Reporting actually saves time. The report filters let you slice data by person, project, client, or date range in about three clicks. For a ten-person agency producing monthly client billing summaries, that reporting capability cuts what used to be a half-day spreadsheet exercise down to under an hour.
The browser extension earns its keep. Starting a timer from inside your project management tool — without switching tabs or logging into a separate app — sounds trivial. Over the course of a week, it's the difference between accurate time logs and the rough approximations most teams settle for.
What Does Not Work
Payroll integration is essentially absent. If your end goal is getting hours into a payroll system, Clockify requires a manual export step that creates room for error. For a business where time tracking feeds directly into wages, this gap is a genuine problem rather than a minor inconvenience.
The mobile app lags behind the web version. Reporting is limited on mobile, and the interface feels like an afterthought compared to the browser experience. Field-based teams or anyone who primarily works from their phone will find this frustrating on a daily basis.
How It Compares
Toggl Track is the obvious comparison, and Clockify wins on price at every tier. Toggl's free plan caps at five users; Clockify's doesn't. Toggl's interface is marginally cleaner, and its reporting feels more polished — but not $10-per-person-per-month more polished. Choose Toggl if budget genuinely isn't a factor and you want a slightly smoother experience. Choose Clockify if you're running a lean operation and want the same core functionality for less.
Harvest targets the same audience but leads with invoicing and accounting integrations. If your priority is billing and you want QuickBooks or Xero talking directly to your time tracker, Harvest earns its higher price. For time tracking as the primary goal, Clockify outperforms it on value.
The Verdict
If you're a freelancer or run an agency or consultancy billing clients by the hour, Clockify is the straightforward answer. Start on the free plan, confirm it fits your workflow, and upgrade to Standard when you need invoicing. That's roughly $5.50 per person — reasonable for what you get.
If you need payroll integration, look at a tool like Rippling or Homebase that's built with that outcome in mind. Clockify won't solve that problem without manual workarounds that eventually create their own problems.

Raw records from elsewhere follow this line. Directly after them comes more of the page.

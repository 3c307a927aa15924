//! Bidirectional cursors and the forward iterator.
//!
//! A cursor carries two positions: `cur`, the node it denotes, and `prev`,
//! the node that preceded `cur` when the cursor was (re)positioned. The
//! end position is `cur == null` with `prev == tail`. Equality compares
//! `cur` only.
//!
//! # Recovery under concurrent mutation
//!
//! A step first validates the neighborhood it recorded. When the
//! validation fails, the step diagnoses what happened before moving:
//!
//! - `cur.prev != prev` with `cur` still referenced by its current
//!   predecessor: a node was inserted before `cur`; the step proceeds
//!   normally (the stale `prev` is replaced by `cur` on advance).
//! - `cur` referenced by nobody: `cur` was unlinked. The step walks
//!   forward along `next` from the unlinked node (removal never clears a
//!   node's own links, so they lead back into the list) until it finds the
//!   node now occupying the old position, or the end.
//!
//! Each recovery step either advances along a `next`/`prev` chain or
//! terminates at an endpoint, so traversal stays lock-free; with no
//! mutation adjacent to the cursor it is wait-free.
//!
//! Dereferencing a visited node is safe only while the caller's
//! reclamation scheme keeps removed nodes allocated (see
//! [`crate::reclaim`]).

use std::fmt;
use std::ptr::NonNull;

use crate::node::Node;
use crate::ordering::READ_ORD;

use super::{ListError, LockFreeList};

// ============================================================================
//  Cursor
// ============================================================================

/// A bidirectional cursor over a [`LockFreeList`].
pub struct Cursor<'a, T> {
    list: &'a LockFreeList<T>,
    cur: *mut Node<T>,
    prev: *mut Node<T>,
}

impl<'a, T> Cursor<'a, T> {
    /// Cursor at the current head: `(head, null)`.
    pub(super) fn front(list: &'a LockFreeList<T>) -> Self {
        Self {
            list,
            cur: list.head.load(READ_ORD).ptr(),
            prev: std::ptr::null_mut(),
        }
    }

    /// Cursor past the end: `(null, tail)`.
    pub(super) fn end(list: &'a LockFreeList<T>) -> Self {
        Self {
            list,
            cur: std::ptr::null_mut(),
            prev: list.tail.load(READ_ORD).ptr(),
        }
    }

    /// Whether the cursor is at the end position.
    #[inline]
    #[must_use]
    pub fn is_end(&self) -> bool {
        self.cur.is_null()
    }

    /// The node the cursor denotes, if any.
    #[inline]
    #[must_use]
    pub fn node(&self) -> Option<NonNull<Node<T>>> {
        NonNull::new(self.cur)
    }

    /// Borrow the payload at the cursor.
    ///
    /// # Errors
    ///
    /// [`ListError::NullIterator`] at the end position.
    pub fn get(&self) -> Result<&'a T, ListError> {
        match NonNull::new(self.cur) {
            // SAFETY: `cur` was reached through the list; the caller
            // contract on the mutators keeps reachable (and concurrently
            // removed, until quiescence) nodes allocated for at least the
            // lifetime of the list borrow.
            Some(node) => Ok(unsafe { &*node.as_ptr() }.value()),
            None => Err(ListError::NullIterator),
        }
    }

    /// Advance to the next node.
    ///
    /// # Errors
    ///
    /// [`ListError::NullIterator`] when already at the end.
    pub fn move_next(&mut self) -> Result<(), ListError> {
        let Some(cur) = NonNull::new(self.cur) else {
            return Err(ListError::NullIterator);
        };
        // SAFETY: see `get`.
        let cur_ref = unsafe { cur.as_ref() };
        let next = cur_ref.next.load(READ_ORD).ptr();
        let observed_prev = cur_ref.prev.load(READ_ORD).ptr();

        if observed_prev == self.prev || self.still_linked(cur, observed_prev) {
            // In position, or a node slid in before `cur` (which remains a
            // member either way): plain advance.
            self.prev = self.cur;
            self.cur = next;
            return Ok(());
        }

        // `cur` was unlinked after positioning. Its own links survive
        // removal, so `next` leads back into the list; find the node that
        // now occupies the old position.
        let mut probe = next;
        while let Some(p) = NonNull::new(probe) {
            // SAFETY: see `get`.
            let p_ref = unsafe { p.as_ref() };
            if p_ref.prev.load(READ_ORD).ptr() == self.prev {
                self.cur = probe;
                return Ok(());
            }
            probe = p_ref.next.load(READ_ORD).ptr();
        }

        // No occupant found (repairs still in flight, or the suffix is
        // gone). Step to the unlinked node's successor; the next move
        // re-validates from there.
        self.prev = if next.is_null() {
            self.list.tail.load(READ_ORD).ptr()
        } else {
            self.prev
        };
        self.cur = next;
        Ok(())
    }

    /// Step back to the previous node.
    ///
    /// From the end position this lands on the current last node (the
    /// stored `tail` hint may lag during concurrent `push_back`; the step
    /// walks forward to the true last node).
    ///
    /// # Errors
    ///
    /// [`ListError::NullIterator`] when no predecessor exists (decrementing
    /// `begin`, or an empty list).
    pub fn move_prev(&mut self) -> Result<(), ListError> {
        if self.cur.is_null() {
            return self.descend_from_end();
        }

        let Some(t) = NonNull::new(self.prev) else {
            return Err(ListError::NullIterator);
        };
        // SAFETY: see `get`.
        let t_ref = unsafe { t.as_ref() };

        if t_ref.next.load(READ_ORD).ptr() == self.cur {
            self.cur = self.prev;
            self.prev = t_ref.prev.load(READ_ORD).ptr();
            return Ok(());
        }

        let t_prev = t_ref.prev.load(READ_ORD).ptr();
        if self.still_linked(t, t_prev) {
            // A node slid in between `t` and `cur`; the true predecessor
            // is forward of `t`.
            let mut probe = t.as_ptr();
            while let Some(p) = NonNull::new(probe) {
                // SAFETY: see `get`.
                let p_ref = unsafe { p.as_ref() };
                let p_next = p_ref.next.load(READ_ORD).ptr();
                if p_next == self.cur {
                    self.cur = probe;
                    self.prev = p_ref.prev.load(READ_ORD).ptr();
                    return Ok(());
                }
                probe = p_next;
            }
        } else {
            // `t` was unlinked; its back-link leads to a live predecessor.
            let mut probe = t_prev;
            while let Some(p) = NonNull::new(probe) {
                // SAFETY: see `get`.
                let p_ref = unsafe { p.as_ref() };
                if p_ref.next.load(READ_ORD).ptr() == self.cur {
                    self.cur = probe;
                    self.prev = p_ref.prev.load(READ_ORD).ptr();
                    return Ok(());
                }
                probe = p_ref.prev.load(READ_ORD).ptr();
            }
        }

        // No current predecessor found: step onto the recorded one, which
        // preceded `cur` when the cursor was positioned.
        self.cur = t.as_ptr();
        self.prev = t_prev;
        Ok(())
    }

    /// Decrement from the end position: land on the current last node.
    fn descend_from_end(&mut self) -> Result<(), ListError> {
        let mut last = self.list.tail.load(READ_ORD).ptr();
        if last.is_null() {
            return Err(ListError::NullIterator);
        }
        // `tail` may trail during concurrent back-insertion.
        loop {
            // SAFETY: see `get`.
            let next = unsafe { &*last }.next.load(READ_ORD).ptr();
            if next.is_null() {
                break;
            }
            last = next;
        }
        self.cur = last;
        // SAFETY: see `get`.
        self.prev = unsafe { &*last }.prev.load(READ_ORD).ptr();
        Ok(())
    }

    /// Whether `node` is still referenced by its observed predecessor (or
    /// by `head` for a front node).
    fn still_linked(&self, node: NonNull<Node<T>>, observed_prev: *mut Node<T>) -> bool {
        self.list.predecessor_links_to(observed_prev, node.as_ptr())
    }
}

impl<T> Clone for Cursor<'_, T> {
    fn clone(&self) -> Self {
        *self
    }
}

impl<T> Copy for Cursor<'_, T> {}

impl<T> PartialEq for Cursor<'_, T> {
    /// Position equality compares the denoted node only.
    #[inline]
    fn eq(&self, other: &Self) -> bool {
        std::ptr::eq(self.cur, other.cur)
    }
}

impl<T> Eq for Cursor<'_, T> {}

impl<T> fmt::Debug for Cursor<'_, T> {
    fn fmt(&self, f: &mut fmt::Formatter<'_>) -> fmt::Result {
        f.debug_struct("Cursor")
            .field("cur", &self.cur)
            .field("prev", &self.prev)
            .finish()
    }
}

// ============================================================================
//  Iter
// ============================================================================

/// Forward iterator over payload references.
///
/// Every node that was a member when the iterator was created and is not
/// removed before the iterator reaches it will be visited. Nodes inserted
/// or removed mid-traversal may or may not be.
pub struct Iter<'a, T> {
    cursor: Cursor<'a, T>,
}

impl<'a, T> Iter<'a, T> {
    pub(super) fn new(list: &'a LockFreeList<T>) -> Self {
        Self {
            cursor: Cursor::front(list),
        }
    }
}

impl<'a, T> Iterator for Iter<'a, T> {
    type Item = &'a T;

    fn next(&mut self) -> Option<Self::Item> {
        let item = self.cursor.get().ok()?;
        let _ = self.cursor.move_next();
        Some(item)
    }
}

impl<'a, T> IntoIterator for &'a LockFreeList<T> {
    type Item = &'a T;
    type IntoIter = Iter<'a, T>;

    fn into_iter(self) -> Self::IntoIter {
        self.iter()
    }
}

// ============================================================================
//  Tests
// ============================================================================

If time tracking for non-billable work is your only goal — internal productivity monitoring, HR time records — Clockify works, but you're getting more than you need for nothing.
For the audience it's designed for, Clockify is the best value time tracking tool on the market.
Common Questions
Is Clockify actually free forever, or does it expire?
The free plan has no time limit and no user cap. Clockify has maintained this since launch and generates revenue through its paid tiers. There's no indication that's changing, though it's worth checking the current pricing page directly.
Can I use Clockify to invoice clients?
Yes, but only on the Standard plan or above. The invoicing is functional — you can generate a billable hours invoice from your tracked time — but it isn't a replacement for accounting software. Most users treat it as a quick billing tool and keep their bookkeeping in QuickBooks or Xero separately.
Does Clockify work for remote teams?
Yes — this is one of its strengths. Every team member tracks their own time, managers see consolidated reporting across the whole team, and nothing requires you to be in the same location. It handles remote and hybrid teams without any configuration required.
How long does setup take?
For a solo user, under ten minutes. For a team of ten, plan for about an hour — mostly spent setting up projects and inviting members. There's no complex onboarding process and the learning curve is genuinely shallow.